§ PROBLEM STATEMENT
The answer must consist of every line in the data that contains "already".

════════════════

//! Transport controls for the typing animation.

use bearecho_core::{SpeedPreset, TickInterval};
use leptos::prelude::*;

/// Label of the play/pause toggle for the given state.
pub fn toggle_title(is_animating: bool) -> &'static str {
    if is_animating {
        "Pause animation"
    } else {
        "Start animation"
    }
}

/// Status indicator text.
pub fn status_label(is_animating: bool) -> &'static str {
    if is_animating { "Playing" } else { "Paused" }
}

/// Parse a `<select>` value back into a tick interval.
pub fn parse_speed(value: &str) -> Option<TickInterval> {
    value
        .trim()
        .parse::<u32>()
        .ok()
        .and_then(|millis| TickInterval::from_millis(millis).ok())
}

/// Animation control panel: play/pause toggle, reset and speed presets.
///
/// Holds no state of its own; the selected preset mirrors `speed`.
#[component]
pub fn AnimationControls(
    /// Whether the animation is playing.
    is_animating: Signal<bool>,
    /// Current tick interval.
    speed: Signal<TickInterval>,
    #[prop(into)] on_start: Callback<()>,
    #[prop(into)] on_pause: Callback<()>,
    #[prop(into)] on_reset: Callback<()>,
    #[prop(into)] on_speed_change: Callback<TickInterval>,
) -> impl IntoView {
    let selected = Memo::new(move |_| SpeedPreset::nearest(speed.get()));

    let options = SpeedPreset::ALL
        .into_iter()
        .map(|preset| {
            view! {
              <option
                value=preset.interval().as_millis().to_string()
                prop:selected=move || selected.get() == preset
              >
                {preset.label()}
              </option>
            }
        })
        .collect_view();

    view! {
      <div class="bearecho-controls">
        <button
          class="bearecho-control-toggle"
          title=move || toggle_title(is_animating.get())
          aria-label=move || toggle_title(is_animating.get())
          on:click=move |_| {
            if is_animating.get_untracked() {
              on_pause.run(());
            } else {
              on_start.run(());
            }
          }
        >
          {move || if is_animating.get() { "\u{23F8}" } else { "\u{25B6}" }}
        </button>

        <button
          class="bearecho-control-reset"
          title="Reset animation"
          aria-label="Reset animation"
          on:click=move |_| on_reset.run(())
        >
          "\u{21BA}"
        </button>

        <span class="bearecho-control-divider"></span>

        <label class="bearecho-control-speed">
          <span aria-hidden="true">"\u{2699}"</span>
          <select
            title="Animation speed"
            on:change=move |ev| {
              match parse_speed(&event_target_value(&ev)) {
                Some(interval) => on_speed_change.run(interval),
                None => tracing::warn!("ignoring unknown speed option"),
              }
            }
          >
            {options}
          </select>
        </label>

        <span class="bearecho-status" class:playing=move || is_animating.get()>
          <span class="bearecho-status-dot"></span>
          <span class="bearecho-status-label">{move || status_label(is_animating.get())}</span>
        </span>
      </div>
    }
}
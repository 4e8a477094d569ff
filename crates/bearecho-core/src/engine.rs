//! Typing animation state machine.
//!
//! [`TypingAnimation`] reveals a target string one character per tick. It is
//! a pure state machine: every operation returns the [`TimerOp`]s the host has
//! to execute, and fired timers come back through
//! [`TypingAnimation::on_timer`]. The engine owns three timer slots:
//!
//! - `ticker`: the repeating reveal timer, armed only while revealing;
//! - `deferred`: one pending one-shot, either the loop restart after the
//!   hold at full text or the re-arm after a speed change;
//! - `auto_start`: the delayed start armed on activation.
//!
//! A fired id that is not held in one of the slots is stale and ignored, so
//! nothing cancelled by `pause`, `reset`, a target change or `dispose` can
//! touch the state again.
//!
//! ```text
//! Idle --start--> Revealing --pause--> Paused --start--> Revealing
//! Revealing --end, no loop--> Complete
//! Revealing --end, loop--> Holding --hold elapsed--> Revealing (from "")
//! any --reset / new target--> Idle
//! ```

use std::time::Duration;

use serde::{Deserialize, Serialize};
use tracing::{debug, trace};

use crate::{
    speed::TickInterval,
    timer::{TimerId, TimerIds, TimerMode, TimerOp, TimerRequest},
};

/// Delay before an auto-started animation begins.
pub const AUTO_START_DELAY: Duration = Duration::from_millis(1000);

/// How long a looping animation holds the full text before starting over.
pub const LOOP_HOLD: Duration = Duration::from_millis(2000);

/// Options fixed at construction.
#[derive(Debug, Clone, PartialEq, Eq)]
pub struct AnimationOptions {
    /// Initial tick interval.
    pub speed: TickInterval,

    /// Start automatically `auto_start_delay` after activation.
    pub auto_start: bool,

    /// Delay used by `auto_start`.
    pub auto_start_delay: Duration,

    /// Start over after the full text has been shown for `loop_hold`.
    pub loop_enabled: bool,

    /// Hold time at full text when looping.
    pub loop_hold: Duration,

    /// Arm auto-start again whenever the target text changes.
    pub rearm_auto_start_on_text_change: bool,
}

impl Default for AnimationOptions {
    fn default() -> Self {
        Self {
            speed: TickInterval::default(),
            auto_start: false,
            auto_start_delay: AUTO_START_DELAY,
            loop_enabled: false,
            loop_hold: LOOP_HOLD,
            rearm_auto_start_on_text_change: false,
        }
    }
}

/// Where the reveal sequence currently is.
#[derive(Debug, Clone, Copy, PartialEq, Eq, Serialize, Deserialize)]
#[serde(rename_all = "lowercase")]
pub enum Phase {
    /// Nothing revealed and not running.
    Idle,
    /// Ticking.
    Revealing,
    /// Looping: full text shown, waiting for the restart.
    Holding,
    /// Stopped by `pause` with part of the text revealed.
    Paused,
    /// Full text shown, no loop. Terminal until reset or a new target.
    Complete,
}

impl Phase {
    /// Whether observers should see the animation as playing.
    pub fn is_running(self) -> bool {
        matches!(self, Phase::Revealing | Phase::Holding)
    }
}

/// Read-only view handed to the presentation layer.
#[derive(Debug, Clone, Default, PartialEq, Eq, Serialize, Deserialize)]
pub struct Snapshot {
    /// Revealed prefix of the target text.
    pub display_text: String,

    /// Whether the animation is playing (revealing or holding for a loop).
    pub is_animating: bool,

    /// Number of revealed characters.
    pub revealed: usize,

    /// Number of characters in the target text.
    pub total: usize,
}

#[derive(Debug, Clone, Copy, PartialEq, Eq)]
enum Deferred {
    LoopRestart,
    SpeedReapply,
}

/// The typing animation engine. See the module docs for the timer contract.
#[derive(Debug)]
pub struct TypingAnimation {
    target: String,
    total: usize,
    revealed: usize,
    phase: Phase,
    speed: TickInterval,
    options: AnimationOptions,
    ids: TimerIds,
    ticker: Option<TimerId>,
    deferred: Option<(TimerId, Deferred)>,
    auto_start: Option<TimerId>,
    activated: bool,
    disposed: bool,
}

impl TypingAnimation {
    /// Create an idle engine. No timer is armed until [`activate`](Self::activate).
    pub fn new(target: impl Into<String>, options: AnimationOptions) -> Self {
        let target = target.into();
        Self {
            total: target.chars().count(),
            target,
            revealed: 0,
            phase: Phase::Idle,
            speed: options.speed,
            options,
            ids: TimerIds::default(),
            ticker: None,
            deferred: None,
            auto_start: None,
            activated: false,
            disposed: false,
        }
    }

    /// Activate the engine, arming the auto-start timer if enabled.
    ///
    /// Only the first call has an effect.
    pub fn activate(&mut self) -> Vec<TimerOp> {
        let mut ops = Vec::new();
        if self.disposed || self.activated {
            return ops;
        }
        self.activated = true;
        if self.options.auto_start {
            self.arm_auto_start(&mut ops);
        }
        ops
    }

    /// Start or resume revealing.
    ///
    /// No-op when already running or when the whole text is shown and
    /// looping is off. With looping on, starting at full text resumes the
    /// hold before the restart.
    pub fn start(&mut self) -> Vec<TimerOp> {
        let mut ops = Vec::new();
        if self.disposed {
            return ops;
        }
        self.cancel_auto_start(&mut ops);
        self.start_inner(&mut ops);
        ops
    }

    /// Stop revealing and keep the revealed prefix.
    pub fn pause(&mut self) -> Vec<TimerOp> {
        let mut ops = Vec::new();
        if self.disposed {
            return ops;
        }
        self.cancel_auto_start(&mut ops);
        if !self.phase.is_running() {
            return ops;
        }
        self.clear_timers(&mut ops);
        self.phase = if self.revealed == 0 {
            Phase::Idle
        } else {
            Phase::Paused
        };
        debug!(revealed = self.revealed, "typing animation paused");
        ops
    }

    /// Stop, hide everything and cancel every outstanding timer.
    pub fn reset(&mut self) -> Vec<TimerOp> {
        let mut ops = Vec::new();
        if self.disposed {
            return ops;
        }
        self.clear_timers(&mut ops);
        self.revealed = 0;
        self.phase = Phase::Idle;
        debug!("typing animation reset");
        ops
    }

    /// Change the tick interval.
    ///
    /// While revealing, the running ticker is cancelled and a zero-delay
    /// one-shot is armed; the new ticker is only armed when that one-shot
    /// fires, so no tick at the old interval can follow this call. In any
    /// other phase the interval is just recorded for the next start.
    pub fn set_speed(&mut self, speed: TickInterval) -> Vec<TimerOp> {
        let mut ops = Vec::new();
        if self.disposed || speed == self.speed {
            return ops;
        }
        debug!(from = %self.speed, to = %speed, "typing animation speed changed");
        self.speed = speed;
        if self.phase == Phase::Revealing {
            if let Some(id) = self.ticker.take() {
                ops.push(TimerOp::Cancel(id));
            }
            if let Some((id, _)) = self.deferred.take() {
                ops.push(TimerOp::Cancel(id));
            }
            self.arm_deferred(Deferred::SpeedReapply, Duration::ZERO, &mut ops);
        }
        ops
    }

    /// Replace the target text. Resets the sequence; auto-start is armed
    /// again only when `rearm_auto_start_on_text_change` is set.
    pub fn set_target(&mut self, target: impl Into<String>) -> Vec<TimerOp> {
        let target = target.into();
        if self.disposed || target == self.target {
            return Vec::new();
        }
        let mut ops = self.reset();
        self.total = target.chars().count();
        self.target = target;
        if self.options.auto_start && self.options.rearm_auto_start_on_text_change {
            self.arm_auto_start(&mut ops);
        }
        ops
    }

    /// Handle a fired timer. Stale ids are ignored.
    pub fn on_timer(&mut self, id: TimerId) -> Vec<TimerOp> {
        let mut ops = Vec::new();
        if self.disposed {
            trace!(%id, "timer fired after disposal, ignored");
            return ops;
        }

        if self.ticker == Some(id) {
            self.tick(&mut ops);
        } else if let Some(kind) = self.take_deferred(id) {
            match kind {
                Deferred::LoopRestart => {
                    trace!("loop hold elapsed, restarting");
                    self.revealed = 0;
                    self.phase = Phase::Revealing;
                    self.arm_ticker(&mut ops);
                }
                Deferred::SpeedReapply => {
                    if self.phase == Phase::Revealing {
                        self.arm_ticker(&mut ops);
                    }
                }
            }
        } else if self.auto_start == Some(id) {
            self.auto_start = None;
            if self.phase == Phase::Idle && self.revealed == 0 {
                debug!("auto-starting typing animation");
                self.start_inner(&mut ops);
            }
        } else {
            trace!(%id, "stale timer ignored");
        }
        ops
    }

    /// Cancel everything and refuse further work. Idempotent.
    pub fn dispose(&mut self) -> Vec<TimerOp> {
        let mut ops = Vec::new();
        if self.disposed {
            return ops;
        }
        self.clear_timers(&mut ops);
        self.disposed = true;
        debug!("typing animation disposed");
        ops
    }

    /// Current read-only view.
    pub fn snapshot(&self) -> Snapshot {
        Snapshot {
            display_text: self.display_text().to_string(),
            is_animating: self.phase.is_running(),
            revealed: self.revealed,
            total: self.total,
        }
    }

    /// Revealed prefix of the target text.
    pub fn display_text(&self) -> &str {
        let end = self
            .target
            .char_indices()
            .nth(self.revealed)
            .map_or(self.target.len(), |(idx, _)| idx);
        &self.target[..end]
    }

    pub fn target(&self) -> &str {
        &self.target
    }

    pub fn phase(&self) -> Phase {
        self.phase
    }

    pub fn is_running(&self) -> bool {
        self.phase.is_running()
    }

    pub fn revealed(&self) -> usize {
        self.revealed
    }

    pub fn speed(&self) -> TickInterval {
        self.speed
    }

    pub fn loop_enabled(&self) -> bool {
        self.options.loop_enabled
    }

    pub fn is_disposed(&self) -> bool {
        self.disposed
    }

    /// Number of timers the host should currently have armed.
    pub fn armed_timers(&self) -> usize {
        usize::from(self.ticker.is_some())
            + usize::from(self.deferred.is_some())
            + usize::from(self.auto_start.is_some())
    }

    fn start_inner(&mut self, ops: &mut Vec<TimerOp>) {
        if self.phase.is_running() {
            return;
        }
        if self.revealed >= self.total {
            if self.options.loop_enabled && self.total > 0 {
                self.phase = Phase::Holding;
                self.arm_deferred(Deferred::LoopRestart, self.options.loop_hold, ops);
                debug!("typing animation resumed into loop hold");
            }
            return;
        }
        self.phase = Phase::Revealing;
        self.arm_ticker(ops);
        debug!(revealed = self.revealed, speed = %self.speed, "typing animation started");
    }

    fn tick(&mut self, ops: &mut Vec<TimerOp>) {
        let next = self.revealed + 1;
        if next <= self.total {
            self.revealed = next;
            trace!(revealed = next, "tick");
            return;
        }

        if let Some(id) = self.ticker.take() {
            ops.push(TimerOp::Cancel(id));
        }
        if self.options.loop_enabled {
            self.phase = Phase::Holding;
            self.arm_deferred(Deferred::LoopRestart, self.options.loop_hold, ops);
            debug!("typing animation reached the end, holding before restart");
        } else {
            self.phase = Phase::Complete;
            debug!("typing animation complete");
        }
    }

    fn arm_ticker(&mut self, ops: &mut Vec<TimerOp>) {
        if let Some(id) = self.ticker.take() {
            ops.push(TimerOp::Cancel(id));
        }
        let id = self.ids.next();
        self.ticker = Some(id);
        ops.push(TimerOp::Arm(TimerRequest {
            id,
            mode: TimerMode::Repeating,
            delay: self.speed.as_duration(),
        }));
    }

    fn arm_deferred(&mut self, kind: Deferred, delay: Duration, ops: &mut Vec<TimerOp>) {
        if let Some((id, _)) = self.deferred.take() {
            ops.push(TimerOp::Cancel(id));
        }
        let id = self.ids.next();
        self.deferred = Some((id, kind));
        ops.push(TimerOp::Arm(TimerRequest {
            id,
            mode: TimerMode::Once,
            delay,
        }));
    }

    fn arm_auto_start(&mut self, ops: &mut Vec<TimerOp>) {
        self.cancel_auto_start(ops);
        let id = self.ids.next();
        self.auto_start = Some(id);
        ops.push(TimerOp::Arm(TimerRequest {
            id,
            mode: TimerMode::Once,
            delay: self.options.auto_start_delay,
        }));
    }

    fn take_deferred(&mut self, id: TimerId) -> Option<Deferred> {
        match self.deferred {
            Some((pending, kind)) if pending == id => {
                self.deferred = None;
                Some(kind)
            }
            _ => None,
        }
    }

    fn cancel_auto_start(&mut self, ops: &mut Vec<TimerOp>) {
        if let Some(id) = self.auto_start.take() {
            ops.push(TimerOp::Cancel(id));
        }
    }

    fn clear_timers(&mut self, ops: &mut Vec<TimerOp>) {
        if let Some(id) = self.ticker.take() {
            ops.push(TimerOp::Cancel(id));
        }
        if let Some((id, _)) = self.deferred.take() {
            ops.push(TimerOp::Cancel(id));
        }
        self.cancel_auto_start(ops);
    }
}
//! Search input rules for the home screen.
//!
//! The input shows the animation's revealed text while it plays and the
//! user's own text otherwise. Edits are ignored while the animation plays,
//! and a search is only issued for a non-blank value when no other search is
//! in flight.

use std::{fmt, time::Duration};

use crate::engine::Snapshot;

/// Delay of the stubbed search request.
pub const SEARCH_STUB_DELAY: Duration = Duration::from_millis(1500);

/// A trimmed, non-empty search term.
#[derive(Debug, Clone, PartialEq, Eq)]
pub struct SearchQuery(String);

impl SearchQuery {
    /// Trim `raw`; `None` when nothing is left.
    pub fn new(raw: &str) -> Option<Self> {
        let term = raw.trim();
        if term.is_empty() {
            None
        } else {
            Some(Self(term.to_string()))
        }
    }

    pub fn as_str(&self) -> &str {
        &self.0
    }
}

impl fmt::Display for SearchQuery {
    fn fmt(&self, f: &mut fmt::Formatter<'_>) -> fmt::Result {
        f.write_str(&self.0)
    }
}

/// Manual input and busy state owned by the home screen.
#[derive(Debug, Clone, Default, PartialEq, Eq)]
pub struct SearchSession {
    manual_input: String,
    searching: bool,
}

impl SearchSession {
    pub fn new() -> Self {
        Self::default()
    }

    /// Text typed by the user.
    pub fn manual_input(&self) -> &str {
        &self.manual_input
    }

    /// Whether a search is in flight.
    pub fn is_searching(&self) -> bool {
        self.searching
    }

    /// Value the input should show for this animation snapshot.
    pub fn effective_value<'a>(&'a self, snapshot: &'a Snapshot) -> &'a str {
        if snapshot.is_animating {
            &snapshot.display_text
        } else {
            &self.manual_input
        }
    }

    /// Apply a user edit. Returns `false` (and keeps the old text) while the
    /// animation is playing.
    pub fn edit(&mut self, value: impl Into<String>, animating: bool) -> bool {
        if animating {
            return false;
        }
        self.manual_input = value.into();
        true
    }

    /// Begin a search for `value`.
    ///
    /// Returns `None` without touching the busy flag when the trimmed value is
    /// empty or a search is already running.
    pub fn submit(&mut self, value: &str) -> Option<SearchQuery> {
        if self.searching {
            return None;
        }
        let query = SearchQuery::new(value)?;
        self.searching = true;
        tracing::debug!(query = %query, "search submitted");
        Some(query)
    }

    /// Mark the in-flight search as finished.
    pub fn finish(&mut self) {
        self.searching = false;
    }
}
//! Tick intervals and the user-facing speed presets.

use std::{fmt, num::NonZeroU32, time::Duration};

use serde::{Deserialize, Serialize};

use crate::error::{CoreError, Result};

/// Delay between two reveal ticks, in milliseconds. Never zero.
#[derive(Debug, Clone, Copy, PartialEq, Eq, Hash, PartialOrd, Ord, Serialize, Deserialize)]
#[serde(try_from = "u32", into = "u32")]
pub struct TickInterval(NonZeroU32);

impl TickInterval {
    /// Create an interval from milliseconds, rejecting zero.
    pub fn from_millis(millis: u32) -> Result<Self> {
        NonZeroU32::new(millis)
            .map(Self)
            .ok_or(CoreError::InvalidSpeed(millis))
    }

    /// Interval in milliseconds.
    pub fn as_millis(self) -> u32 {
        self.0.get()
    }

    /// Interval as a `Duration`.
    pub fn as_duration(self) -> Duration {
        Duration::from_millis(u64::from(self.0.get()))
    }
}

impl Default for TickInterval {
    fn default() -> Self {
        SpeedPreset::Fast.interval()
    }
}

impl TryFrom<u32> for TickInterval {
    type Error = CoreError;

    fn try_from(millis: u32) -> Result<Self> {
        Self::from_millis(millis)
    }
}

impl From<TickInterval> for u32 {
    fn from(interval: TickInterval) -> Self {
        interval.as_millis()
    }
}

impl fmt::Display for TickInterval {
    fn fmt(&self, f: &mut fmt::Formatter<'_>) -> fmt::Result {
        write!(f, "{}ms", self.0)
    }
}

/// Fixed speeds offered by the animation control panel.
#[derive(Debug, Clone, Copy, PartialEq, Eq, Hash, Serialize, Deserialize)]
#[serde(rename_all = "lowercase")]
pub enum SpeedPreset {
    Slow,
    Normal,
    Fast,
    Turbo,
}

impl SpeedPreset {
    /// All presets, slowest first.
    pub const ALL: [SpeedPreset; 4] = [
        SpeedPreset::Slow,
        SpeedPreset::Normal,
        SpeedPreset::Fast,
        SpeedPreset::Turbo,
    ];

    /// Tick interval of this preset.
    pub fn interval(self) -> TickInterval {
        let millis = match self {
            SpeedPreset::Slow => 200,
            SpeedPreset::Normal => 150,
            SpeedPreset::Fast => 100,
            SpeedPreset::Turbo => 50,
        };
        // All preset values are non-zero literals.
        TickInterval(NonZeroU32::new(millis).unwrap_or(NonZeroU32::MIN))
    }

    /// Display label.
    pub fn label(self) -> &'static str {
        match self {
            SpeedPreset::Slow => "Slow",
            SpeedPreset::Normal => "Normal",
            SpeedPreset::Fast => "Fast",
            SpeedPreset::Turbo => "Turbo",
        }
    }

    /// Preset with exactly this interval, if any.
    pub fn from_interval(interval: TickInterval) -> Option<Self> {
        Self::ALL.into_iter().find(|p| p.interval() == interval)
    }

    /// Preset whose interval is closest to `interval`. Ties go to the slower one.
    pub fn nearest(interval: TickInterval) -> Self {
        let target = interval.as_millis();
        Self::ALL
            .into_iter()
            .min_by_key(|p| p.interval().as_millis().abs_diff(target))
            .unwrap_or(SpeedPreset::Normal)
    }
}

impl fmt::Display for SpeedPreset {
    fn fmt(&self, f: &mut fmt::Formatter<'_>) -> fmt::Result {
        f.write_str(self.label())
    }
}
use bearecho_core::{AnimationOptions, LandingConfig, SearchQuery, SearchSession, TickInterval};
use bearecho_ui::{AnimationControls, SearchBox, perform_search, use_typing_animation};
use leptos::prelude::*;
use leptos_meta::{Title, provide_meta_context};
use leptos_router::{
    StaticSegment,
    components::{Route, Router, Routes},
};

const LANDING_TOML: &str = include_str!("../landing.toml");

/// Load the embedded landing configuration, falling back to defaults.
pub fn landing_config() -> LandingConfig {
    match LandingConfig::from_toml_str(LANDING_TOML) {
        Ok(config) => config,
        Err(err) => {
            tracing::warn!(%err, "invalid landing.toml, using defaults");
            LandingConfig::default()
        }
    }
}

#[component]
pub fn App() -> impl IntoView {
    // Provides context that manages stylesheets, titles, meta tags, etc.
    provide_meta_context();

    let config = landing_config();
    let title = config.page.title.clone();
    provide_context(config);

    view! {
      // sets the document title
      <Title text=title />

      <Router>
        <main>
          <Routes fallback=|| "Page not found.".into_view()>
            <Route path=StaticSegment("") view=HomePage />
          </Routes>
        </main>
      </Router>
    }
}

/// Renders the search landing page.
///
/// The field shows the typing animation while it plays and the user's own
/// text otherwise; submitting runs the stubbed search.
#[component]
fn HomePage() -> impl IntoView {
    let config = use_context::<LandingConfig>().unwrap_or_default();

    let options = config.animation.options().unwrap_or_else(|err| {
        tracing::warn!(%err, "invalid animation settings, using defaults");
        AnimationOptions::default()
    });
    let target = Signal::stored(config.animation.target_text.clone());
    let animation = use_typing_animation(target, options);

    let session = RwSignal::new(SearchSession::new());
    let pending_search = StoredValue::new(None::<TimeoutHandle>);
    let stub_delay = config.search.stub_delay();

    let is_animating = animation.is_animating();
    let snapshot = animation.snapshot();
    let input_value =
        Signal::derive(move || snapshot.with(|snap| session.with(|s| s.effective_value(snap).to_string())));
    let is_searching = Signal::derive(move || session.with(SearchSession::is_searching));

    let on_input = move |value: String| {
        let animating = is_animating.get_untracked();
        let mut next = session.get_untracked();
        if next.edit(value, animating) {
            session.set(next);
        }
    };

    let on_search = move |query: SearchQuery| {
        let mut next = session.get_untracked();
        let Some(query) = next.submit(query.as_str()) else {
            return;
        };
        session.set(next);

        let handle = perform_search(query, stub_delay, move || {
            pending_search.try_set_value(None);
            session.try_update(SearchSession::finish);
        });
        if handle.is_none() {
            session.update(SearchSession::finish);
        }
        pending_search.set_value(handle);
    };

    on_cleanup(move || {
        if let Some(Some(handle)) = pending_search.try_get_value() {
            handle.clear();
        }
    });

    let controls = config.page.show_controls.then(|| {
        view! {
          <AnimationControls
            is_animating=is_animating
            speed=animation.speed()
            on_start=move |_: ()| animation.start()
            on_pause=move |_: ()| animation.pause()
            on_reset=move |_: ()| animation.reset()
            on_speed_change=move |speed: TickInterval| animation.set_speed(speed)
          />
        }
    });

    view! {
      <div class="bearecho-home">
        <div class="bearecho-logo-area">
          <img src=config.page.logo_src.clone() alt=config.page.logo_alt.clone() class="bearecho-logo" />
        </div>

        <div class="bearecho-search-area">
          <div class="bearecho-search-container">
            <SearchBox
              value=input_value
              on_input=on_input
              on_search=on_search
              is_animating=is_animating
              is_searching=is_searching
              button_label=config.search.button_label.clone()
              busy_label=config.search.busy_label.clone()
            />
          </div>
        </div>

        {controls}
      </div>
    }
}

════════════════

§ RESPONSE AREA
    /// No-op when already running or when the whole text is shown and
    /// empty or a search is already running.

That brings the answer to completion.